Most screenwriters know that high concept is essential for a script to succeed in mainstream movies. What most don’t know is that high concept only gives you two or three fun scenes. Then you have to know how to develop the high concept through opposition and theme to get two hours of great writing.
The Truman Show is a story of a man who discovers that his entire life is a television show. This puts us in the realm of social fantasy, an advanced form of fiction that allows the writer to compare social worlds. Fantasy always involves two tracks, the fantasy world and the real world it is commenting upon. Without the real world reference, the fantasy story is clinically interesting, as an act of creativity, but never compelling.
When you look at the structure the writer chose for The Truman Show, you see immediately why this movie was doomed to blow most of its immense potential. Instead of starting in the mundane world then going to the fantasy world – as most great fantasies do – the writer chose to have the hero – and the audience – slowly discover that he is living in a fantasy world. That makes the hero a kind of detective solving the mystery of his own life.
This choice appears, at first glance, to be a good one. Audiences love a mystery because mysteries give us a clean desire line and a lot of reveals. And a detective story where a man solves the mystery of his own life is a brilliant premise.
Problem/Need: But the reality here is much different. The so-called “coming-to-awareness” structure causes you to start your hero as a clean slate. He’s quite happy with his life before things fall apart. But this means you cannot detail your hero’s Need, whether psychological or moral, up front. Since need is the wellspring of any good story, and the source of the self-revelation, this is a serious loss. Truman is portrayed from the beginning as little more than an impossibly cheerful optimist.
Desire: The detective structure, in this case, also gives the hero the lowest of all possible Desire lines: to escape. By ending the film with the moment he breaks out of his trap, the author guarantees that this low desire will structure the entire story. And that has a devastating effect on plot. Instead of giving us lots of great reveals, we have only one, repeated time and again: “I am caught in a fictional world.”
Opponent: Using the detective structure also diminishes the Opponent. In the Detective Class I talk about the negative effects of hiding the opposition. The most serious drawback is that we have no opportunity to contrast the values of the hero and opponent until the end, when it is too late for detailing and texture. In The Truman Show, the director is nothing but an omniscient presence until the end of the film when he spouts a few platitudes about Truman being the star of his own world.

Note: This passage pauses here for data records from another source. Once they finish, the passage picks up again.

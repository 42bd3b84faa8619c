//! Wake lock.
//!
//! While an alarm rings the machine must not fall asleep. The desktop
//! implementation holds a sleep inhibitor process (`caffeinate` on macOS,
//! `systemd-inhibit` elsewhere) for as long as the lock is held. The lock
//! has no timeout. If the daemon dies the inhibitor goes with it: on macOS
//! `caffeinate -w` watches the daemon's pid, and `systemd-inhibit` releases
//! its lock when its own process is killed.

use std::process::{Child, Command, Stdio};
use std::sync::atomic::{AtomicBool, AtomicUsize, Ordering};
use std::sync::Mutex;

use super::SessionError;

/// Trait for wake lock providers.
pub trait WakeLock: Send + Sync {
    /// Acquires the lock with no timeout. Acquiring a held lock is a no-op.
    ///
    /// # Errors
    ///
    /// Returns an error if the lock cannot be acquired.
    fn acquire(&self) -> Result<(), SessionError>;

    /// Releases the lock if held.
    fn release(&self);

    fn is_held(&self) -> bool;
}

impl<T: WakeLock + ?Sized> WakeLock for std::sync::Arc<T> {
    fn acquire(&self) -> Result<(), SessionError> {
        (**self).acquire()
    }

    fn release(&self) {
        (**self).release()
    }

    fn is_held(&self) -> bool {
        (**self).is_held()
    }
}

/// Returns the default inhibitor command line for this platform.
#[must_use]
pub fn default_inhibitor_command() -> Vec<String> {
    if cfg!(target_os = "macos") {
        vec![
            "caffeinate".to_string(),
            "-i".to_string(),
            "-w".to_string(),
            std::process::id().to_string(),
        ]
    } else {
        vec![
            "systemd-inhibit".to_string(),
            "--what=sleep:idle".to_string(),
            "--who=wakeup".to_string(),
            "--why=Alarm ringing".to_string(),
            "--mode=block".to_string(),
            "tail".to_string(),
            format!("--pid={}", std::process::id()),
            "-f".to_string(),
            "/dev/null".to_string(),
        ]
    }
}

/// Wake lock that holds a sleep inhibitor child process.
#[derive(Debug)]
pub struct InhibitorWakeLock {
    command: Vec<String>,
    child: Mutex<Option<Child>>,
}

impl InhibitorWakeLock {
    /// Creates a lock that runs `command` while held.
    #[must_use]
    pub fn new(command: Vec<String>) -> Self {
        Self {
            command,
            child: Mutex::new(None),
        }
    }

    /// Returns the program that will be run.
    #[must_use]
    pub fn program(&self) -> Option<&str> {
        self.command.first().map(String::as_str)
    }
}

impl Default for InhibitorWakeLock {
    fn default() -> Self {
        Self::new(default_inhibitor_command())
    }
}

impl WakeLock for InhibitorWakeLock {
    fn acquire(&self) -> Result<(), SessionError> {
        let mut child = self.child.lock().map_err(|_| {
            SessionError::WakeLockUnavailable("wake lock state poisoned".to_string())
        })?;

        if let Some(running) = child.as_mut() {
            if matches!(running.try_wait(), Ok(None)) {
                return Ok(());
            }
        }

        let (program, args) = self
            .command
            .split_first()
            .ok_or_else(|| SessionError::WakeLockUnavailable("empty inhibitor command".to_string()))?;

        let spawned = Command::new(program)
            .args(args)
            .stdin(Stdio::null())
            .stdout(Stdio::null())
            .stderr(Stdio::null())
            .spawn()
            .map_err(|e| SessionError::WakeLockUnavailable(format!("{}: {}", program, e)))?;

        tracing::debug!(program, pid = spawned.id(), "wake lock acquired");
        *child = Some(spawned);
        Ok(())
    }

    fn release(&self) {
        let Ok(mut child) = self.child.lock() else {
            return;
        };
        if let Some(mut running) = child.take() {
            let _ = running.kill();
            let _ = running.wait();
            tracing::debug!("wake lock released");
        }
    }

    fn is_held(&self) -> bool {
        self.child
            .lock()
            .map(|mut child| {
                child
                    .as_mut()
                    .is_some_and(|running| matches!(running.try_wait(), Ok(None)))
            })
            .unwrap_or(false)
    }
}

impl Drop for InhibitorWakeLock {
    fn drop(&mut self) {
        self.release();
    }
}

/// Mock wake lock for testing.
#[derive(Debug, Default)]
pub struct MockWakeLock {
    held: AtomicBool,
    fail: AtomicBool,
    acquire_count: AtomicUsize,
    release_count: AtomicUsize,
}

impl MockWakeLock {
    #[must_use]
    pub fn new() -> Self {
        Self::default()
    }

    pub fn set_fail(&self, fail: bool) {
        self.fail.store(fail, Ordering::SeqCst);
    }

    #[must_use]
    pub fn acquire_count(&self) -> usize {
        self.acquire_count.load(Ordering::SeqCst)
    }

    #[must_use]
    pub fn release_count(&self) -> usize {
        self.release_count.load(Ordering::SeqCst)
    }
}

impl WakeLock for MockWakeLock {
    fn acquire(&self) -> Result<(), SessionError> {
        self.acquire_count.fetch_add(1, Ordering::SeqCst);
        if self.fail.load(Ordering::SeqCst) {
            return Err(SessionError::WakeLockUnavailable("Mock failure".to_string()));
        }
        self.held.store(true, Ordering::SeqCst);
        Ok(())
    }

    fn release(&self) {
        self.release_count.fetch_add(1, Ordering::SeqCst);
        self.held.store(false, Ordering::SeqCst);
    }

    fn is_held(&self) -> bool {
        self.held.load(Ordering::SeqCst)
    }
}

Since the opponent in a social fantasy also stands for a larger alternative world, the detective structure makes it impossible to have a deeper comparison between this safe, fictional world and the freer, real world outside.
A look at the premiere American social fantasy on film, It’s A Wonderful Life, shows how important the right structure is to making the larger themes pay off. It’s A Wonderful Life uses an elaborate storytelling structure in order to give us the centerpiece of the film, which is an immediate and highly detailed juxtaposition of the same town under two different sets of values. The Truman Show gives us only one version of the world for the full two hours.
Battle, Self-Revelation: No wonder, then, that the Battle and Self-Revelation are anticlimactic and stale. Truman gets smashed in the boat by an all- powerful director and has a simple self-revelation – “I’d rather be free” – that was a foregone conclusion from the first reveal.
Social fantasy is among the most challenging and satisfying of all story forms, especially in film. But it requires a mastery of craft and theme to fulfill its massive potential. Finding a great high concept premise is the single most important factor in successful Hollywood screenwriting. And it certainly made everyone associated with this film a lot of money. But it is not enough for great writing.